The twelve economic proposals the authors put forward deal with such issues as international currency creation, the environment, the foundation of labour/management relations, the funding of social programs, wage and salary development, the scope of production and technological development, the structure of economic decision-making, the direction of government funding, and the dropping of trade barriers in North America and Europe.
- Page Count: 174 pages
- Dimensions: 5.9in x 0.5in x 8.8in
'Bob Goudzwaard and Harry de Lange bring a vision of realistic hope to a troubled cynical age. They give lie to the jaded belief that economic growth with an accompanying rise in income will one day automatically reach the ends of the earth and the poorest people therein. They then go on to develop the elements of an economy of care and twelve feasible steps towards reaching it. I recommend their work enthusiastically.'
William F. Ryan, SJ, former General Secretary of the Canadian Conference of Catholic Bishops
'May this book force all of us to confront the problem of our time: that we are doomed if we hold fast to an economic system based on consumption and unrestricted exploitation of the earth's resources.'
The Honourable Christine Stewart, MP, Secretary of State (Latin America and Africa)

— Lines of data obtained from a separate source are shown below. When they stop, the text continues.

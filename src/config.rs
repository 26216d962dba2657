// Copyright 2025 dentsusoken
//
// Licensed under the Apache License, Version 2.0 (the "License");
// you may not use this file except in compliance with the License.
// You may obtain a copy of the License at
//
//     http://www.apache.org/licenses/LICENSE-2.0
//
// Unless required by applicable law or agreed to in writing, software
// distributed under the License is distributed on an "AS IS" BASIS,
// WITHOUT WARRANTIES OR CONDITIONS OF ANY KIND, either express or implied.
// See the License for the specific language governing permissions and
// limitations under the License.

use crate::error::{ApiError, Result};
use crate::models::Ecosystem;
use crate::pagination::{DEFAULT_PAGE_SIZE, LARGER_PAGE_SIZE, MAX_PAGE_SIZE, PageLimits};
use serde::{Deserialize, Serialize};
use std::env;
use std::path::{Path, PathBuf};
use std::time::Duration;

const CONFIG_FILE_NAME: &str = "config.toml";
const SNAPSHOT_FILE_NAME: &str = "releases.json";
const ENV_PREFIX: &str = "ADOPTIUM_API";
const HOME_ENV: &str = "ADOPTIUM_API_HOME";
const DEFAULT_HOME_DIR: &str = ".adoptium-api";
const DEFAULT_LTS_VERSIONS: [u32; 5] = [8, 11, 17, 21, 25];
const DEFAULT_REFRESH_INTERVAL_SECS: u64 = 60;

#[derive(Debug, Clone, Serialize, Deserialize)]
pub struct ApiConfig {
    #[serde(skip)]
    pub home: PathBuf,

    #[serde(default)]
    pub ecosystem: Ecosystem,

    #[serde(default = "default_lts_versions")]
    pub lts_versions: Vec<u32>,

    #[serde(default, skip_serializing_if = "Option::is_none")]
    pub tip_version: Option<u32>,

    #[serde(default)]
    pub source: SourceConfig,

    #[serde(default)]
    pub pagination: PaginationConfig,
}

#[derive(Debug, Clone, Serialize, Deserialize)]
pub struct SourceConfig {
    /// JSON snapshot on disk. Defaults to `releases.json` in the home
    /// directory when no `url` is set either.
    #[serde(default, skip_serializing_if = "Option::is_none")]
    pub path: Option<PathBuf>,

    #[serde(default, skip_serializing_if = "Option::is_none")]
    pub url: Option<String>,

    #[serde(default = "default_refresh_interval_secs")]
    pub refresh_interval_secs: u64,
}

impl Default for SourceConfig {
    fn default() -> Self {
        Self {
            path: None,
            url: None,
            refresh_interval_secs: DEFAULT_REFRESH_INTERVAL_SECS,
        }
    }
}

#[derive(Debug, Clone, Serialize, Deserialize)]
pub struct PaginationConfig {
    #[serde(default = "default_page_size")]
    pub default_page_size: usize,

    #[serde(default = "default_max_page_size")]
    pub max_page_size: usize,

    /// Upper limit for endpoints returning small items such as versions.
    #[serde(default = "default_larger_page_size")]
    pub larger_page_size: usize,
}

impl Default for PaginationConfig {
    fn default() -> Self {
        Self {
            default_page_size: DEFAULT_PAGE_SIZE,
            max_page_size: MAX_PAGE_SIZE,
            larger_page_size: LARGER_PAGE_SIZE,
        }
    }
}

impl PaginationConfig {
    pub fn limits(&self) -> PageLimits {
        PageLimits {
            default_page_size: self.default_page_size,
            max_page_size: self.max_page_size,
        }
    }

    pub fn larger_limits(&self) -> PageLimits {
        PageLimits {
            default_page_size: self.default_page_size,
            max_page_size: self.larger_page_size,
        }
    }
}

fn default_lts_versions() -> Vec<u32> {
    DEFAULT_LTS_VERSIONS.to_vec()
}

fn default_refresh_interval_secs() -> u64 {
    DEFAULT_REFRESH_INTERVAL_SECS
}

fn default_page_size() -> usize {
    DEFAULT_PAGE_SIZE
}

fn default_max_page_size() -> usize {
    MAX_PAGE_SIZE
}

fn default_larger_page_size() -> usize {
    LARGER_PAGE_SIZE
}

impl ApiConfig {
    pub fn new(home: PathBuf) -> Self {
        Self {
            home,
            ecosystem: Ecosystem::default(),
            lts_versions: default_lts_versions(),
            tip_version: None,
            source: SourceConfig::default(),
            pagination: PaginationConfig::default(),
        }
    }

    /// Reads `config.toml` from `home` (if present) and overlays
    /// `ADOPTIUM_API_*` environment variables, e.g.
    /// `ADOPTIUM_API_SOURCE__URL` or `ADOPTIUM_API_LTS_VERSIONS=8,11,17`.
    pub fn load(home: &Path) -> Result<Self> {
        let config_path = home.join(CONFIG_FILE_NAME);
        if config_path.exists() {
            log::debug!("Loading config from {config_path:?}");
        } else {
            log::debug!("Config file not found at {config_path:?}, using defaults");
        }

        let settings = config::Config::builder()
            .add_source(
                config::File::from(config_path.as_path())
                    .format(config::FileFormat::Toml)
                    .required(false),
            )
            .add_source(
                config::Environment::with_prefix(ENV_PREFIX)
                    .prefix_separator("_")
                    .separator("__")
                    .list_separator(",")
                    .with_list_parse_key("lts_versions")
                    .try_parsing(true),
            )
            .build()
            .map_err(|e| ApiError::ConfigError(format!("Failed to load configuration: {e}")))?;

        let mut config: ApiConfig = settings
            .try_deserialize()
            .map_err(|e| ApiError::ConfigError(format!("Failed to parse config.toml: {e}")))?;
        config.home = home.to_path_buf();
        config.validate()?;

        Ok(config)
    }

    pub fn validate(&self) -> Result<()> {
        if self.lts_versions.iter().any(|v| *v == 0) {
            return Err(ApiError::InvalidConfig(
                "lts_versions must only contain feature versions above 0".to_string(),
            ));
        }
        if self.source.refresh_interval_secs == 0 {
            return Err(ApiError::InvalidConfig(
                "source.refresh_interval_secs must be greater than 0".to_string(),
            ));
        }
        let pagination = &self.pagination;
        if pagination.default_page_size == 0
            || pagination.max_page_size == 0
            || pagination.larger_page_size == 0
        {
            return Err(ApiError::InvalidConfig(
                "page sizes must be greater than 0".to_string(),
            ));
        }
        Ok(())
    }

    /// The snapshot file used when no URL is configured.
    pub fn snapshot_path(&self) -> PathBuf {
        self.source
            .path
            .clone()
            .unwrap_or_else(|| self.home.join(SNAPSHOT_FILE_NAME))
    }

    pub fn refresh_interval(&self) -> Duration {
        Duration::from_secs(self.source.refresh_interval_secs)
    }
}

/// Resolves the home directory from `ADOPTIUM_API_HOME`, falling back to
/// `~/.adoptium-api`, and loads the configuration found there.
pub fn new_api_config() -> Result<ApiConfig> {
    let home = match env::var_os(HOME_ENV) {
        Some(path) if !path.is_empty() => PathBuf::from(path),
        _ => dirs::home_dir()
            .ok_or_else(|| ApiError::ConfigError("Could not determine home directory".to_string()))?
            .join(DEFAULT_HOME_DIR),
    };
    ApiConfig::load(&home)
}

'The issues are dealt with convincingly and extensively. The book presents enough ideas to convince us of the importance of pursing a way of life which not only takes into account the significant problems of the day but also contributes to their solution.'
Jan Tinbergen, Nobel Prize-winning economist
'A challenge to all segments of society to join in creating an ethos of inclusion, a culture of "enough" and a commitment to stewardship which give priority to the needs of all people, of this generation and those that follow.'
John R. Evans, chairman of Tor Star Ltd, head of the Rockefeller Foundation
'A powerful and empowering book!'
Calvin B. DeWitt, Professor of Environmental Studies, University of Wisconsin-Madison, and Director of the Au Sable Institute, Michigan
'North Americans have a lot to learn from these two Dutch economists'
Herman E. Daly, University of Maryland; former Senior Economist, Environment Department, World Bank
Author InformationBob Goudzwaard, a former member of the Dutch parliament, is Professor of Economics and Social Philosophy at the Free University of Amsterdam. He is a consultant for Citizens for Public Justice, a Canada-wide advocacy organization based in Toronto, and he is author of several books.
Harry de Lange is Professor Emeritus of Economics at the University of Utrecht. For many years he was the president of Holland's highest profile Development Cooperation Agency, and has published widely there on topics related to economics and social justice.
Mark Vander Vennen (MA, MEd, RSW) is a writer and social worker living in Ontario, Canada.